### Required action
Lines from the records below that contain the word "TaskOutcome" are to be copied out.

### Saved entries
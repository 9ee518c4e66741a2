// src/plan/state.rs

//! Execution phase of a built plan.
//!
//! The structure of the graph is frozen here; only node states move. The
//! plan hands out one ready node at a time and is told when it finished.

use std::collections::HashMap;

use tracing::{debug, info, trace, warn};

use crate::errors::{PlanError, Result};
use crate::plan::graph::ExecutionGraph;
use crate::plan::task_node::TaskSpec;
use crate::types::{ExecutionState, NodeFailure, NodeId, TaskOutcome};

#[derive(Debug)]
pub struct ExecutionPlan {
    graph: ExecutionGraph,
    names: HashMap<String, NodeId>,
    queue: Vec<NodeId>,
    continue_on_failure: bool,
}

impl ExecutionPlan {
    pub(crate) fn new(
        graph: ExecutionGraph,
        names: HashMap<String, NodeId>,
        queue: Vec<NodeId>,
        continue_on_failure: bool,
    ) -> Self {
        Self {
            graph,
            names,
            queue,
            continue_on_failure,
        }
    }

    pub fn graph(&self) -> &ExecutionGraph {
        &self.graph
    }

    /// Required nodes in the order they are considered for execution.
    pub fn queue(&self) -> &[NodeId] {
        &self.queue
    }

    pub fn node_id(&self, name: &str) -> Option<NodeId> {
        self.names.get(name).copied()
    }

    pub fn state_of(&self, name: &str) -> Option<ExecutionState> {
        self.node_id(name).map(|id| self.graph.state(id))
    }

    /// Task names in queue order, ordinal nodes left out.
    pub fn task_names(&self) -> Vec<String> {
        self.queue
            .iter()
            .filter_map(|id| self.graph.task(*id).ok())
            .map(|task| task.name().to_string())
            .collect()
    }

    /// Hand out the next task that may run, or `None` if nothing is ready.
    ///
    /// `can_lock` is asked last, after dependency checks pass; returning
    /// `false` leaves the task pending for a later call. Ordinal nodes whose
    /// dependencies are complete are marked succeeded on the way, and tasks
    /// whose dependencies did not succeed are skipped.
    pub fn select_next(
        &mut self,
        mut can_lock: impl FnMut(NodeId, &TaskSpec) -> bool,
    ) -> Result<Option<NodeId>> {
        loop {
            let mut progressed = false;

            for index in 0..self.queue.len() {
                let id = self.queue[index];
                if self.graph.state(id) != ExecutionState::Pending
                    || !self.graph.dependencies_complete(id)
                {
                    continue;
                }

                if self.graph.node(id)?.is_ordinal() {
                    self.graph.transition(id, ExecutionState::Succeeded)?;
                    trace!(node = %self.graph.name_of(id), "ordinal barrier passed");
                    progressed = true;
                    continue;
                }

                if !self.graph.all_dependencies_successful(id) {
                    self.graph.transition(id, ExecutionState::Skipped)?;
                    info!(
                        task = %self.graph.name_of(id),
                        "skipping task: dependencies did not succeed"
                    );
                    progressed = true;
                    continue;
                }

                if !can_lock(id, self.graph.task(id)?.spec()) {
                    trace!(task = %self.graph.name_of(id), "task ready but resources are busy");
                    continue;
                }

                self.graph.transition(id, ExecutionState::Executing)?;
                debug!(task = %self.graph.name_of(id), "task selected for execution");
                return Ok(Some(id));
            }

            if !progressed {
                return Ok(None);
            }
        }
    }

    /// Record the result of a node handed out by [`select_next`].
    ///
    /// [`select_next`]: ExecutionPlan::select_next
    pub fn finish(&mut self, id: NodeId, outcome: TaskOutcome) -> Result<()> {
        let state = self.graph.state(id);
        if state != ExecutionState::Executing {
            return Err(PlanError::IllegalTransition {
                node: id,
                from: state,
                to: match outcome {
                    TaskOutcome::Success => ExecutionState::Succeeded,
                    TaskOutcome::Failed(_) => ExecutionState::Failed,
                    TaskOutcome::Skipped => ExecutionState::Skipped,
                },
            });
        }

        match outcome {
            TaskOutcome::Success => {
                self.graph.transition(id, ExecutionState::Succeeded)?;
                debug!(task = %self.graph.name_of(id), "task succeeded");
            }
            TaskOutcome::Skipped => {
                self.graph.transition(id, ExecutionState::Skipped)?;
                debug!(task = %self.graph.name_of(id), "task skipped by executor");
            }
            TaskOutcome::Failed(failure) => {
                warn!(task = %self.graph.name_of(id), error = %failure, "task failed");
                self.graph.record_failure(id, failure)?;
                self.graph.transition(id, ExecutionState::Failed)?;
                if !self.continue_on_failure {
                    self.stop_after_failure()?;
                }
            }
        }
        Ok(())
    }

    /// Skip every pending task that is not a finalizer-group member.
    fn stop_after_failure(&mut self) -> Result<()> {
        let abandoned: Vec<NodeId> = self
            .queue
            .iter()
            .copied()
            .filter(|id| {
                let graph = &self.graph;
                graph.state(*id) == ExecutionState::Pending
                    && graph.group(*id).as_finalizer().is_none()
                    && graph.task(*id).is_ok()
            })
            .collect();

        for id in &abandoned {
            self.graph.transition(*id, ExecutionState::Skipped)?;
        }
        if !abandoned.is_empty() {
            info!(
                count = abandoned.len(),
                "stopping after failure; remaining tasks will not run"
            );
        }
        Ok(())
    }

    /// Skip every pending node, finalizers included. Running nodes are left
    /// to finish.
    pub fn abandon_pending(&mut self) -> Result<()> {
        let pending: Vec<NodeId> = self
            .queue
            .iter()
            .copied()
            .filter(|id| self.graph.state(*id) == ExecutionState::Pending)
            .collect();
        for id in &pending {
            self.graph.transition(*id, ExecutionState::Skipped)?;
        }
        info!(count = pending.len(), "pending nodes abandoned");
        Ok(())
    }

    pub fn has_executing(&self) -> bool {
        self.queue
            .iter()
            .any(|id| self.graph.state(*id) == ExecutionState::Executing)
    }

    /// No node is pending or executing.
    pub fn is_finished(&self) -> bool {
        self.queue.iter().all(|id| self.graph.state(*id).is_complete())
    }

    pub fn outcome(&self) -> PlanOutcome {
        let mut outcome = PlanOutcome::default();
        for id in &self.queue {
            let Ok(task) = self.graph.task(*id) else {
                continue;
            };
            let name = task.name().to_string();
            match self.graph.state(*id) {
                ExecutionState::Succeeded => outcome.succeeded.push(name),
                ExecutionState::Skipped => outcome.skipped.push(name),
                ExecutionState::Failed => {
                    let failure = self
                        .graph
                        .node(*id)
                        .ok()
                        .and_then(|node| node.failure().cloned())
                        .unwrap_or_else(|| NodeFailure::new("task failed"));
                    outcome.failed.push((name, failure));
                }
                ExecutionState::Pending | ExecutionState::Executing => {
                    outcome.unfinished.push(name)
                }
                ExecutionState::NotRequired => {}
            }
        }
        outcome
    }
}

/// Summary of a finished (or abandoned) plan, in execution-queue order.
#[derive(Debug, Clone, Default, PartialEq, Eq)]
pub struct PlanOutcome {
    pub succeeded: Vec<String>,
    pub failed: Vec<(String, NodeFailure)>,
    pub skipped: Vec<String>,
    pub unfinished: Vec<String>,
}

impl PlanOutcome {
    pub fn is_success(&self) -> bool {
        self.failed.is_empty() && self.unfinished.is_empty()
    }

    pub fn into_result(self) -> Result<Self> {
        if self.failed.is_empty() {
            Ok(self)
        } else {
            Err(PlanError::TasksFailed(
                self.failed.into_iter().map(|(name, _)| name).collect(),
            ))
        }
    }
}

### The completed task
use crate::types::{ExecutionState, NodeFailure, NodeId, TaskOutcome};
    pub fn finish(&mut self, id: NodeId, outcome: TaskOutcome) -> Result<()> {
                    TaskOutcome::Success => ExecutionState::Succeeded,
                    TaskOutcome::Failed(_) => ExecutionState::Failed,
                    TaskOutcome::Skipped => ExecutionState::Skipped,
            TaskOutcome::Success => {
            TaskOutcome::Skipped => {
            TaskOutcome::Failed(failure) => {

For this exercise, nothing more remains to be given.